Saturday, October 24, 2015

"An Octoroon" at Mixed Blood Theatre

The word octoroon is defined as "a person of one-eight black ancestry." The Octoroon is a 19th Century play by Irish playwright Dion Boucicault about which Wikipedia says, "among antebellum melodramas, it was considered second only in popularity to Uncle Tom's Cabin." An Octoroon is a new play by playwright Branden Jacobs-Jenkins, who adapted the play and added himself as a character, writing the play and playing all the white male parts in white face, with the original playwright and his assistant playing roles in redface and blackface, while a rabbit seems to pull the strings behind the scenes. Got all that? Believe me, it's a lot to take in, and the play says some pretty profound things about race and racism in the past and present. But despite being a little perplexing and intentionally offensive (in a way that's not really offensive because it's satire), the whole thing is kinda brilliant in a crazy sort of way.

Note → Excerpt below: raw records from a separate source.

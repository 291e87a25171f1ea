//! Fixed-interval retry for dataset acquisition
//!
//! The upstream extraction system is rate limited, so a failed attempt waits a fixed
//! interval before the next one instead of backing off exponentially. Every attempt
//! is recorded as a [`RunAttempt`], whether or not acquisition eventually succeeds.
//! A fatal error (see [`Error::is_fatal`]) ends the loop at once.
//!
//! # Example
//!
//! ```no_run
//! use review_orchestrator::clock::SystemClock;
//! use review_orchestrator::config::RetryConfig;
//! use review_orchestrator::retry::acquire_with_retry;
//! use review_orchestrator::types::DatasetRef;
//!
//! # async fn example() {
//! let config = RetryConfig::default();
//! let outcome = acquire_with_retry(
//!     &config,
//!     &SystemClock,
//!     |_attempt| async {
//!         Ok::<_, review_orchestrator::Error>(DatasetRef {
//!             path: "data/export.csv".into(),
//!             row_count: 10,
//!         })
//!     },
//!     |dataset| dataset.clone(),
//!     |_attempt, _will_retry| {},
//! )
//! .await;
//! assert!(outcome.is_ok());
//! # }
//! ```

use crate::clock::Clock;
use crate::config::RetryConfig;
use crate::error::Error;
use crate::types::{AttemptOutcome, DatasetRef, RunAttempt};
use std::future::Future;

/// A successfully acquired value and the attempts it took
#[derive(Debug)]
pub struct Acquired<T> {
    /// The acquired value
    pub value: T,
    /// Every attempt, the last one successful
    pub attempts: Vec<RunAttempt>,
}

/// Terminal failure after every attempt failed
#[derive(Debug, Clone, thiserror::Error)]
#[error("extraction failed after {} attempts: {last_cause}", .attempts.len())]
pub struct ExtractionFailure {
    /// Every attempt, all failed
    pub attempts: Vec<RunAttempt>,
    /// Cause of the final attempt
    pub last_cause: String,
}

/// Why acquisition stopped without a value
#[derive(Debug, thiserror::Error)]
pub enum RetryError {
    /// Every attempt failed with a retryable error
    #[error(transparent)]
    Exhausted(#[from] ExtractionFailure),

    /// An attempt failed with an error retrying cannot fix
    #[error("extraction stopped on attempt {attempt}: {source}")]
    Fatal {
        /// Number of the attempt that failed
        attempt: u32,
        /// The fatal error
        #[source]
        source: Error,
    },
}

/// Run `operation` up to `config.max_attempts` times, sleeping
/// `config.backoff_interval` on `clock` between failed attempts
///
/// Any non-fatal error consumes one attempt; the gateway behind the operation is
/// opaque, so those are all treated as transient. A fatal error is recorded as a
/// final attempt and returned as [`RetryError::Fatal`] without further attempts or
/// sleeps. There is no sleep after the final attempt.
///
/// `describe` turns a success into the dataset reference recorded in the attempt
/// history, and `on_attempt` observes each attempt as it is recorded along with
/// whether another attempt will follow.
pub async fn acquire_with_retry<T, F, Fut, D, O>(
    config: &RetryConfig,
    clock: &dyn Clock,
    mut operation: F,
    describe: D,
    mut on_attempt: O,
) -> Result<Acquired<T>, RetryError>
where
    F: FnMut(u32) -> Fut,
    Fut: Future<Output = Result<T, Error>>,
    D: Fn(&T) -> DatasetRef,
    O: FnMut(&RunAttempt, bool),
{
    let max_attempts = config.max_attempts.max(1);
    let mut attempts = Vec::with_capacity(max_attempts as usize);
    let mut last_cause = String::new();

    for attempt_number in 1..=max_attempts {
        let started_at = clock.now();
        tracing::info!(
            attempt = attempt_number,
            max_attempts,
            started_at = %started_at.format("%Y-%m-%d %H:%M:%S"),
            "extraction attempt"
        );

        match operation(attempt_number).await {
            Ok(value) => {
                let dataset = describe(&value);
                let attempt = RunAttempt {
                    attempt_number,
                    started_at,
                    finished_at: clock.now(),
                    outcome: AttemptOutcome::Success {
                        dataset: dataset.clone(),
                    },
                };
                on_attempt(&attempt, false);
                attempts.push(attempt);

                tracing::info!(
                    attempt = attempt_number,
                    path = ?dataset.path,
                    rows = dataset.row_count,
                    "extraction attempt succeeded"
                );
                return Ok(Acquired { value, attempts });
            }
            Err(e) => {
                let fatal = e.is_fatal();
                let will_retry = !fatal && attempt_number < max_attempts;
                last_cause = e.to_string();
                let attempt = RunAttempt {
                    attempt_number,
                    started_at,
                    finished_at: clock.now(),
                    outcome: AttemptOutcome::Failure {
                        cause: last_cause.clone(),
                    },
                };
                on_attempt(&attempt, will_retry);
                attempts.push(attempt);

                if fatal {
                    tracing::error!(
                        error = %e,
                        code = e.error_code(),
                        attempt = attempt_number,
                        "extraction attempt failed fatally, not retrying"
                    );
                    return Err(RetryError::Fatal {
                        attempt: attempt_number,
                        source: e,
                    });
                }

                tracing::warn!(
                    error = %e,
                    code = e.error_code(),
                    attempt = attempt_number,
                    max_attempts,
                    will_retry,
                    backoff_secs = config.backoff_interval.as_secs(),
                    "extraction attempt failed"
                );

                if will_retry {
                    clock.sleep(config.backoff_interval).await;
                }
            }
        }
    }

    tracing::error!(
        attempts = attempts.len(),
        "dataset extraction failed on every attempt"
    );
    for attempt in &attempts {
        tracing::error!(
            attempt = attempt.attempt_number,
            started_at = %attempt.started_at.format("%Y-%m-%d %H:%M:%S"),
            "failed extraction attempt"
        );
    }

    Err(RetryError::Exhausted(ExtractionFailure {
        attempts,
        last_cause,
    }))
}
use clap::{Parser, Subcommand};
use review_orchestrator::config::{NotifierKind, RecipientGroup};
use review_orchestrator::extraction::{CommandGateway, load_dataset};
use review_orchestrator::orchestrator::INTERRUPTED;
use review_orchestrator::reports::{generate_report, producer_from_config};
use review_orchestrator::run_log::RunLog;
use review_orchestrator::{Category, Config, Orchestrator, ReportStatus, RunStatus, logging};
use std::path::{Path, PathBuf};
use std::process::ExitCode;
use std::sync::Arc;

const EXIT_OK: u8 = 0;
const EXIT_FAILED: u8 = 1;
const EXIT_INTERRUPTED: u8 = 130;

const DEFAULT_CONFIG_FILE: &str = "review.toml";
const DEFAULT_ENV_FILE: &str = "credentials.env";

/// Annual credit review workflow
#[derive(Debug, Parser)]
#[command(name = "review-orchestrator", version, about)]
struct Cli {
    /// TOML configuration file (default: review.toml when present)
    #[arg(long, global = true)]
    config: Option<PathBuf>,

    /// Credentials file in dotenv format (default: credentials.env when present)
    #[arg(long, global = true)]
    env_file: Option<PathBuf>,

    #[command(subcommand)]
    command: Command,
}

#[derive(Debug, Subcommand)]
enum Command {
    /// Run the full workflow once
    Run,
    /// Generate one category's report from a dataset file
    Generate {
        /// Category: a (auto finance) or b (three wheeler)
        category: Category,
        /// Dataset file to read
        #[arg(long)]
        dataset: PathBuf,
        /// Where to write the report
        #[arg(long)]
        output: PathBuf,
    },
    /// Show the resolved configuration and recipient counts
    CheckConfig,
    /// Print recent runs from the run log
    History {
        /// Number of runs to show
        #[arg(long, default_value_t = 10)]
        limit: usize,
    },
}

fn main() -> ExitCode {
    let cli = Cli::parse();

    let config_file = cli.config.or_else(|| existing(DEFAULT_CONFIG_FILE));
    let env_file = cli.env_file.or_else(|| existing(DEFAULT_ENV_FILE));
    let config = match Config::load(config_file.as_deref(), env_file.as_deref()) {
        Ok(config) => config,
        Err(e) => {
            eprintln!("error: {e}");
            return ExitCode::from(EXIT_FAILED);
        }
    };

    let runtime = match tokio::runtime::Runtime::new() {
        Ok(runtime) => runtime,
        Err(e) => {
            eprintln!("error: cannot start runtime: {e}");
            return ExitCode::from(EXIT_FAILED);
        }
    };

    match cli.command {
        Command::Run => runtime.block_on(cmd_run(config)),
        Command::Generate {
            category,
            dataset,
            output,
        } => runtime.block_on(cmd_generate(config, category, &dataset, output)),
        Command::CheckConfig => cmd_check_config(&config, config_file.as_deref()),
        Command::History { limit } => cmd_history(&config, limit),
    }
}

fn existing(path: &str) -> Option<PathBuf> {
    let path = PathBuf::from(path);
    path.is_file().then_some(path)
}

async fn cmd_run(config: Config) -> ExitCode {
    if let Err(e) = logging::init(&config) {
        eprintln!("error: {e}");
        return ExitCode::from(EXIT_FAILED);
    }

    let orchestrator = match Orchestrator::from_config(Arc::new(config)) {
        Ok(orchestrator) => orchestrator,
        Err(e) => {
            tracing::error!(error = %e, code = e.error_code(), "cannot start run");
            return ExitCode::from(EXIT_FAILED);
        }
    };

    let record = orchestrator
        .run_until(review_orchestrator::shutdown_signal())
        .await;
    println!("{}", record.summary_line());

    match record.status {
        RunStatus::Completed => ExitCode::from(EXIT_OK),
        RunStatus::Aborted if record.cause.as_deref() == Some(INTERRUPTED) => {
            ExitCode::from(EXIT_INTERRUPTED)
        }
        RunStatus::Aborted => ExitCode::from(EXIT_FAILED),
    }
}

async fn cmd_generate(
    config: Config,
    category: Category,
    dataset: &Path,
    output: PathBuf,
) -> ExitCode {
    if let Err(e) = logging::init(&config) {
        eprintln!("error: {e}");
        return ExitCode::from(EXIT_FAILED);
    }

    let path = dataset.to_path_buf();
    let delimiter = config.extraction.delimiter;
    let loaded = tokio::task::spawn_blocking(move || load_dataset(&path, delimiter)).await;
    let dataset = match loaded {
        Ok(Ok(dataset)) => dataset,
        Ok(Err(e)) => {
            println!("failed: {e}");
            return ExitCode::from(EXIT_FAILED);
        }
        Err(e) => {
            println!("failed: dataset load task failed: {e}");
            return ExitCode::from(EXIT_FAILED);
        }
    };

    let producer = producer_from_config(&config);
    let result = generate_report(
        producer,
        &config,
        &dataset,
        category,
        output,
        chrono::Local::now(),
    )
    .await;

    match result.status {
        ReportStatus::Generated { artifact } => {
            println!("generated {}", artifact.display());
            ExitCode::from(EXIT_OK)
        }
        ReportStatus::Empty => {
            println!("empty");
            ExitCode::from(EXIT_OK)
        }
        ReportStatus::Failed { cause } => {
            println!("failed: {cause}");
            ExitCode::from(EXIT_FAILED)
        }
    }
}

fn cmd_check_config(config: &Config, config_file: Option<&Path>) -> ExitCode {
    let paths = &config.paths;
    println!(
        "config file: {}",
        config_file.map_or("(defaults)".to_string(), |p| p.display().to_string())
    );
    println!("incoming:    {}", paths.incoming.display());
    println!("history:     {}", paths.history.display());
    println!("reports:     {}", paths.reports.display());
    println!("staging:     {}", paths.staging.display());
    println!("log file:    {}", paths.log_file.display());
    println!("run log:     {}", paths.run_log.display());

    let notifications = &config.notifications;
    println!("recipients:");
    for group in RecipientGroup::ALL {
        println!(
            "  {:<8} {} ({})",
            group.as_str(),
            notifications.recipients.members(group).len(),
            group.env_var()
        );
    }
    println!(
        "  distinct {}",
        notifications.resolve_recipients(&RecipientGroup::ALL).len()
    );

    let notifier = match notifications.kind {
        NotifierKind::Disabled => "disabled",
        NotifierKind::Webhook => "webhook",
    };
    println!("notifier:    {notifier}");

    let gateway = CommandGateway::from_config(config);
    match (&config.extraction.command, gateway.resolve_command()) {
        (None, _) => println!("extractor:   (none, scanning incoming area only)"),
        (Some(_), Some(resolved)) => println!("extractor:   {}", resolved.display()),
        (Some(command), None) => {
            println!("extractor:   {} (not found)", command.display());
            return ExitCode::from(EXIT_FAILED);
        }
    }

    ExitCode::from(EXIT_OK)
}

fn cmd_history(config: &Config, limit: usize) -> ExitCode {
    let log = RunLog::new(config.paths.run_log.clone());
    match log.read_history(limit) {
        Ok(records) if records.is_empty() => {
            println!("no runs recorded in {}", log.path().display());
            ExitCode::from(EXIT_OK)
        }
        Ok(records) => {
            for record in records {
                println!("{}", record.summary_line());
            }
            ExitCode::from(EXIT_OK)
        }
        Err(e) => {
            eprintln!("error: {e}");
            ExitCode::from(EXIT_FAILED)
        }
    }
}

I'm not going to describe the plot of the play to you; it's one of those things you just have to see for yourself (and you should). Suffice it to say, this adaptation actually hews quite close to the original in the middle play-within-a-play bit, in which a kindly slave owner dies and leaves his kindly wife and heir with no money to save the plantation or its slaves, including the kindly dead slave owner's octoroon daughter whom his wife loves and they both treat like a daughter (because that happened). But before we get to all of that, the "black playwright" sets the scene by telling us the origins of this play, and why he was forced to play all the white male parts himself. Then the play begins, done in an exaggerated melodramatic style that points out the silliness of this depiction of the Old South, complete with piano accompaniment to heighten the mood (beautifully and cleverly composed and performed by Eric Mayson). In the fourth act of the play-with-a-play, the playwright and some of the other actors break out of character to describe the scene that's too difficult to stage, and to offer commentary on it. It's all very meta, and also offers some comments on theater itself (as well as some nifty pyrotechnics).

Director Nataki Garrett somehow keeps all of these timelines and realities moving together smoothly and making sense, and the cast fully commits to the melodrama of the piece. William Hodgson gives several excellent performances - as the playwright and both the kindly slaveowner's heir and the evil slaveowner, sometimes playing multiple characters in one scene, and even having a fight with himself (kudos again to Annie Enneking for her fight choreography). Jon Andrew Hegge is ridiculous (in the best way) as the Irish playwright in redface; Ricardo Vázquez portrays every stereotype of blackface; Jamila Anderson, Chaz Hodges, and Jasmine Hughes are amusing as the modern-talking slave women; and Jane Froiland is an absolute hoot as the stereotypical and overly dramatic Southern Belle. Megan Burns as the titular octoroon Zoe is the straight woman in this crazy scene, bringing dignity and humanity to her character. Last but not least, I'm not sure what Br'er Rabbit has to do with any of this, but Gregory Parks is nimble and slightly creepy in that oversized rabbit head (with movements delightfully punctuated by the aforementioned Eric Mayson's music).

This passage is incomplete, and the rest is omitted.